In 1933, Smith captained Scotland for the Home Nations Championship. Because of his background of playing association football, teammate James Henderson said of Smith:

He was great, of course, 'The Flying Scotsman', but when he was our captain in the 1933 Triple Crown success, we never had team talks before the game. He would just tell us to get on with it; no great plans or anything, because he didn't know much about the game."

Smith played in all three matches during the Championship, and scored one try when they played Wales in February. They played Ireland last after the planned match had been cancelled because of a blizzard. They won the match 8–6 and secured the Championship and the Triple Crown. It was Smith's last match for Scotland.

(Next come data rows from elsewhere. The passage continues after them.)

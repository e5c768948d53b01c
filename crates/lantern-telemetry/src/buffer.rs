//! Pending-delivery buffer with capacity and interval flush triggers.
//!
//! The buffer performs no I/O and starts no timers. It only answers whether a
//! flush is due; the owning [`Logger`](crate::Logger) captures the batch and
//! hands it to a transport.
//!
//! Delivery is at-most-once: a captured batch is never put back, so a batch
//! whose send fails is lost. This keeps memory bounded when the collector is
//! unreachable.

use crate::entry::LogEntry;
use std::time::{Duration, Instant};

#[derive(Debug)]
pub struct LogBuffer {
    entries: Vec<LogEntry>,
    max_size: usize,
    flush_interval: Duration,
    last_flush_at: Instant,
}

impl LogBuffer {
    /// `max_size` and `flush_interval` are clamped to at least 1
    pub fn new(max_size: usize, flush_interval: Duration, now: Instant) -> Self {
        let max_size = max_size.max(1);
        Self {
            entries: Vec::with_capacity(max_size),
            max_size,
            flush_interval: flush_interval.max(Duration::from_millis(1)),
            last_flush_at: now,
        }
    }

    pub fn add(&mut self, entry: LogEntry) {
        self.entries.push(entry);
    }

    /// Capacity reached or the flush interval has elapsed
    pub fn should_flush(&self, now: Instant) -> bool {
        self.entries.len() >= self.max_size
            || now.saturating_duration_since(self.last_flush_at) >= self.flush_interval
    }

    /// Take every pending entry, leaving the buffer empty
    pub fn flush(&mut self, now: Instant) -> Vec<LogEntry> {
        self.last_flush_at = now;
        std::mem::replace(&mut self.entries, Vec::with_capacity(self.max_size))
    }

    /// Discard pending entries without delivering them
    pub fn clear(&mut self) -> usize {
        let dropped = self.entries.len();
        self.entries.clear();
        dropped
    }

    /// Apply new thresholds; pending entries are kept
    pub fn reconfigure(&mut self, max_size: usize, flush_interval: Duration) {
        self.max_size = max_size.max(1);
        self.flush_interval = flush_interval.max(Duration::from_millis(1));
    }

    pub fn len(&self) -> usize {
        self.entries.len()
    }

    pub fn is_empty(&self) -> bool {
        self.entries.is_empty()
    }

    pub fn max_size(&self) -> usize {
        self.max_size
    }

    pub fn flush_interval(&self) -> Duration {
        self.flush_interval
    }

    pub fn last_flush_at(&self) -> Instant {
        self.last_flush_at
    }

    pub fn snapshot(&self) -> Vec<LogEntry> {
        self.entries.clone()
    }
}

#[cfg(test)]
mod tests {
    use super::*;
    use crate::level::LogLevel;
    use proptest::prelude::*;

    fn entry(n: usize) -> LogEntry {
        LogEntry::new(LogLevel::Info, format!("entry-{n}"))
    }

    /// Add and flush synchronously whenever the buffer asks for it
    fn add_and_maybe_flush(buffer: &mut LogBuffer, e: LogEntry, now: Instant) -> Option<Vec<LogEntry>> {
        buffer.add(e);
        buffer.should_flush(now).then(|| buffer.flush(now))
    }

    #[test]
    fn test_capacity_triggers_flush() {
        let start = Instant::now();
        let mut buffer = LogBuffer::new(3, Duration::from_secs(60), start);
        let mut batches = Vec::new();

        for i in 0..4 {
            if let Some(batch) = add_and_maybe_flush(&mut buffer, entry(i), start) {
                batches.push(batch);
            }
        }

        assert_eq!(batches.len(), 1);
        assert_eq!(batches[0].len(), 3);
        assert_eq!(buffer.len(), 1);
    }

    #[test]
    fn test_interval_triggers_flush() {
        let start = Instant::now();
        let mut buffer = LogBuffer::new(100, Duration::from_millis(500), start);
        buffer.add(entry(0));

        assert!(!buffer.should_flush(start + Duration::from_millis(499)));
        assert!(buffer.should_flush(start + Duration::from_millis(500)));

        let later = start + Duration::from_secs(1);
        let batch = buffer.flush(later);
        assert_eq!(batch.len(), 1);
        assert_eq!(buffer.last_flush_at(), later);
        assert!(!buffer.should_flush(later));
    }

    #[test]
    fn test_flush_preserves_order_and_resets() {
        let start = Instant::now();
        let mut buffer = LogBuffer::new(10, Duration::from_secs(60), start);
        for i in 0..5 {
            buffer.add(entry(i));
        }

        let batch = buffer.flush(start);
        let messages: Vec<_> = batch.iter().map(|e| e.message().to_string()).collect();
        assert_eq!(messages, ["entry-0", "entry-1", "entry-2", "entry-3", "entry-4"]);
        assert!(buffer.is_empty());

        buffer.add(entry(5));
        assert_eq!(buffer.snapshot()[0].message(), "entry-5");
    }

    #[test]
    fn test_clear_discards_pending() {
        let start = Instant::now();
        let mut buffer = LogBuffer::new(10, Duration::from_secs(60), start);
        buffer.add(entry(0));
        buffer.add(entry(1));

        assert_eq!(buffer.clear(), 2);
        assert!(buffer.is_empty());
        assert_eq!(buffer.last_flush_at(), start);
    }

    #[test]
    fn test_zero_thresholds_are_clamped() {
        let buffer = LogBuffer::new(0, Duration::ZERO, Instant::now());
        assert_eq!(buffer.max_size(), 1);
        assert_eq!(buffer.flush_interval(), Duration::from_millis(1));
    }

    proptest! {
        #[test]
        fn test_capacity_never_exceeded_and_handoff_is_lossless(
            max_size in 1usize..8,
            count in 0usize..64,
        ) {
            let start = Instant::now();
            let mut buffer = LogBuffer::new(max_size, Duration::from_secs(3600), start);
            let mut delivered = Vec::new();

            for i in 0..count {
                if let Some(batch) = add_and_maybe_flush(&mut buffer, entry(i), start) {
                    delivered.extend(batch);
                }
                prop_assert!(buffer.len() < max_size);
            }
            delivered.extend(buffer.flush(start));

            let messages: Vec<_> = delivered.iter().map(|e| e.message().to_string()).collect();
            let expected: Vec<_> = (0..count).map(|i| format!("entry-{i}")).collect();
            prop_assert_eq!(messages, expected);
        }
    }
}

Smith studied accounting at the University of Edinburgh, and served in the Royal Army Ordnance Corps during the Second World War. Following the war he practised law, before retiring to Kelso in the Scottish Borders. In 2013 Smith was included in the second group of inductees into the Scottish Rugby Hall of Fame.

Rugby writer Richard Bath wrote of him:

A member of the famous Oxford quartet of Wallace, Aitken, Macpherson and Smith, the lithe Australian-born wing made his mark as an integral member of the outstanding sides of the 1920s, which won the Grand Slam in 1925, the year when he scored an astounding eight tries in the first two internationals of the season against France and Wales.

==Statistics and character==
Smith played a total of 32 Tests for Scotland, and scored 24 tries, which still gives him a share of third place in the Scottish try record with Tony Stanger. Smith's record for international tries was not beaten until 1987 when it was overtaken by Australian David Campese. Remarkably, Smith's first 17 tries were scored in only 14 Test matches. His 24 career tries in the Five Nations – now Six Nations – remained a record until first equalled and then surpassed by Ireland's Brian O'Driscoll in 2011. Smith spent much of his playing career playing in the backline with GPS Macpherson; 21 of Smith's 24 Scotland tries were scored outside the three-quarter Macpherson. When Smith scored four tries against France in 1925, Macpherson contributed to all those scores.

Author Richard Bath wrote:

An exuberant young man, who once famously drove his car down an Edinburgh pavement after a post-international drinking binge, Smith held the record for tries scored (24), until he was overtaken by Australia's David Campese, 55 years after Smith retired to concentrate on his career as a solicitor.